1
EXHIBIT 10
EMPLOYMENT, CONFIDENTIALITY AND NON-COMPETITION AGREEMENT
This Agreement is made this ____ day of __________, 1997, between
Xxxxxx Xxxxxxx individually (hereinafter "Employee"), and Xxxxxxxxx Foods
Company, an Ohio corporation (hereinafter "Xxxxxxxxx").
WHEREAS, Employee is the president and a key manager of Southern Belle
Dairy Company, Inc., a Kentucky corporation (the "Company") active in the
management and operations of the Company and whose efforts have been vital to
the continuing success of the Company's business; and
WHEREAS, pursuant to an Agreement of Merger dated the ____ day of
September, 1997, Company will be merged with and into Xxxxxxxxx Foods Company
("Xxxxxxxxx"), an Ohio corporation; and
WHEREAS, Employee has heretofore rendered valuable services to the
Company, and Xxxxxxxxx expects that Employee will continue to be active in the
operations of Xxxxxxxxx and wishes to assure the continued availability of
Employee's expertise and the future rendition of valuable services by Employee
to Xxxxxxxxx after the merger; and
WHEREAS, consummation of such merger is therefore contingent upon the
execution of this Employment, Confidentiality and Non-Competition Agreement; and
WHEREAS, as a material inducement to Xxxxxxxxx to enter into and
consummate the aforesaid Agreement of Merger, Employee is willing to execute and
perform this agreement and has herein
1
2
further agreed to be employed by and not to compete with Xxxxxxxxx after
consummation of the merger.
NOW, THEREFORE, in consideration of the premises which are and shall be
construed to be an integral part hereof and not as mere recitals, for the mutual
covenants and agreements set forth in said Agreement of Merger and this
Agreement and the consideration flowing therefrom and herefrom, and for other
good and valuable consideration, the receipt and sufficiency of all of which are
hereby acknowledged, it is agreed as follows:
1. Xxxxxxxxx agrees to employ Employee, and Employee agrees to serve
Xxxxxxxxx, upon the terms and conditions hereinafter set forth.

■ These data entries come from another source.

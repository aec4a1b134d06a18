//! 配置系统
//! 默认值 < YAML 配置文件（可选）< 环境变量，敏感信息使用 Secret 包装

use config::{Config, ConfigError, Environment, File, FileFormat};
use secrecy::{ExposeSecret, Secret};
use serde::Deserialize;

/// 未指定 `--config` 时尝试读取的配置文件
pub const DEFAULT_CONFIG_FILE: &str = "config/eventhub.yaml";

#[derive(Debug, Clone, Deserialize)]
pub struct ServerConfig {
    /// 监听地址，例如 "0.0.0.0:8080"
    pub addr: String,
    /// 优雅关闭超时时间（秒）
    pub graceful_shutdown_timeout_secs: u64,
    /// 允许跨域访问的前端来源，为空时不启用 CORS
    #[serde(default)]
    pub cors_allowed_origins: Vec<String>,
}

#[derive(Debug, Clone, Deserialize)]
pub struct DatabaseConfig {
    /// 数据库连接 URL（使用 Secret 包装，防止日志泄露）
    pub url: Secret<String>,
    /// 最大连接数
    pub max_connections: u32,
    /// 最小连接数
    pub min_connections: u32,
    /// 获取连接超时时间（秒）
    pub acquire_timeout_secs: u64,
    /// 空闲连接超时时间（秒）
    pub idle_timeout_secs: u64,
    /// 连接最大生命周期（秒）
    pub max_lifetime_secs: u64,
}

#[derive(Debug, Clone, Deserialize)]
pub struct LoggingConfig {
    /// 日志级别: trace, debug, info, warn, error
    pub level: String,
    /// 日志格式: json, pretty
    pub format: String,
}

#[derive(Debug, Clone, Deserialize)]
pub struct SecurityConfig {
    /// JWT 签名密钥（使用 Secret 包装，防止日志泄露）
    pub jwt_secret: Secret<String>,
    /// 令牌有效期（秒）
    pub token_ttl_secs: u64,
    /// Argon2 内存开销（KiB）
    pub password_hash_memory_kib: u32,
    /// Argon2 迭代次数
    pub password_hash_iterations: u32,
    /// Argon2 并行度
    pub password_hash_parallelism: u32,
}

#[derive(Debug, Clone, Deserialize)]
pub struct AppConfig {
    pub server: ServerConfig,
    pub database: DatabaseConfig,
    pub logging: LoggingConfig,
    pub security: SecurityConfig,
}

impl AppConfig {
    /// 仅从环境变量加载配置（会尝试读取默认配置文件）
    pub fn from_env() -> Result<Self, ConfigError> {
        Self::load(None)
    }

    /// 加载配置
    ///
    /// `path` 为显式指定的 YAML 文件；未指定时依次尝试 `EVENTHUB_CONFIG`
    /// 和 [`DEFAULT_CONFIG_FILE`]，文件不存在时忽略。
    pub fn load(path: Option<&str>) -> Result<Self, ConfigError> {
        let mut settings = Config::builder();

        // 添加默认配置
        settings = settings
            .set_default("server.addr", "0.0.0.0:8080")?
            .set_default("server.graceful_shutdown_timeout_secs", 30)?
            .set_default("database.max_connections", 10)?
            .set_default("database.min_connections", 1)?
            .set_default("database.acquire_timeout_secs", 30)?
            .set_default("database.idle_timeout_secs", 600)?
            .set_default("database.max_lifetime_secs", 1800)?
            .set_default("logging.level", "info")?
            .set_default("logging.format", "pretty")?
            .set_default("security.token_ttl_secs", 259_200)?
            .set_default("security.password_hash_memory_kib", 19_456)?
            .set_default("security.password_hash_iterations", 2)?
            .set_default("security.password_hash_parallelism", 1)?;

        // 显式指定的文件必须存在，默认文件可选
        settings = match path {
            Some(path) => settings.add_source(File::new(path, FileFormat::Yaml).required(true)),
            None => {
                let fallback = std::env::var("EVENTHUB_CONFIG")
                    .unwrap_or_else(|_| DEFAULT_CONFIG_FILE.to_string());
                settings.add_source(File::new(&fallback, FileFormat::Yaml).required(false))
            }
        };

        // 从环境变量加载配置（前缀为 EVENTHUB_）
        settings = settings.add_source(
            Environment::with_prefix("EVENTHUB")
                .prefix_separator("_")
                .separator("__")
                .list_separator(",")
                .with_list_parse_key("server.cors_allowed_origins")
                .try_parsing(true),
        );

        let config: AppConfig = settings.build()?.try_deserialize()?;

        // 验证配置
        config.validate()?;

        Ok(config)
    }

    /// 验证配置合法性
    pub fn validate(&self) -> Result<(), ConfigError> {
        // 验证端口范围
        if let Some(port_str) = self.server.addr.split(':').next_back() {
            if let Ok(port) = port_str.parse::<u16>() {
                if port != 0 && port < 1024 {
                    return Err(ConfigError::Message("Server port should be >= 1024".to_string()));
                }
            }
        }

        // 验证日志级别
        match self.logging.level.to_lowercase().as_str() {
            "trace" | "debug" | "info" | "warn" | "error" => {}
            _ => {
                return Err(ConfigError::Message(format!(
                    "Invalid log level: {}. Must be one of: trace, debug, info, warn, error",
                    self.logging.level
                )))
            }
        }

        // 验证日志格式
        match self.logging.format.to_lowercase().as_str() {
            "json" | "pretty" => {}
            _ => {
                return Err(ConfigError::Message(format!(
                    "Invalid log format: {}. Must be one of: json, pretty",
                    self.logging.format
                )))
            }
        }

        // 验证数据库连接池配置
        if self.database.max_connections < self.database.min_connections {
            return Err(ConfigError::Message(
                "max_connections must be >= min_connections".to_string(),
            ));
        }

        // HS256 密钥至少 32 字符
        if self.security.jwt_secret.expose_secret().len() < 32 {
            return Err(ConfigError::Message(
                "JWT secret must be at least 32 characters long".to_string(),
            ));
        }

        // 令牌有效期：1 分钟到 30 天
        if self.security.token_ttl_secs < 60 || self.security.token_ttl_secs > 2_592_000 {
            return Err(ConfigError::Message(
                "token_ttl_secs must be between 60 and 2592000 (1 minute to 30 days)".to_string(),
            ));
        }

        // 密码哈希参数
        argon2::Params::new(
            self.security.password_hash_memory_kib,
            self.security.password_hash_iterations,
            self.security.password_hash_parallelism,
            None,
        )
        .map_err(|e| ConfigError::Message(format!("Invalid password hash parameters: {}", e)))?;

        Ok(())
    }
}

Under the terms
of this Agreement, Employee shall have the status of an employee, all of whose
compensation hereunder shall be considered wages subject to withholding for both
income tax and Social Security tax purposes.
2. Employee shall:
(a) serve Xxxxxxxxx faithfully and to the best of his ability under
the direction of the Board of Directors of Xxxxxxxxx;
(b) devote his entire time, energy and skill during regular business
hours to such employment, regular vacations excepted, and represent no other
company nor work for any other employer or engage in any joint venture unless
Xxxxxxxxx consents to same in writing, except further that nothing herein shall
preclude Employee from making passive investments in enterprises not requiring
his personal involvement);
(c) perform from time to time such services and act in such capacity
or office consistent with and in the course and
2
3
scope of Xxxxxxxxx'x business for Xxxxxxxxx as such Board of Directors shall
request without any compensation other than that for which provision is made in
this agreement;
(d) abide by all the rules and regulations of Xxxxxxxxx.
3. Xxxxxxxxx shall:
(a) pay to Employee during the term hereof a fixed salary of Six
Thousand Six Hundred Sixty-Six Dollars and Sixty-Six Cents ($6,666.66) a month
payable once each month in one installment, less all required deductions, which
installment shall be payable on "normal pay days" determined in accordance with
the general payroll practices of Xxxxxxxxx.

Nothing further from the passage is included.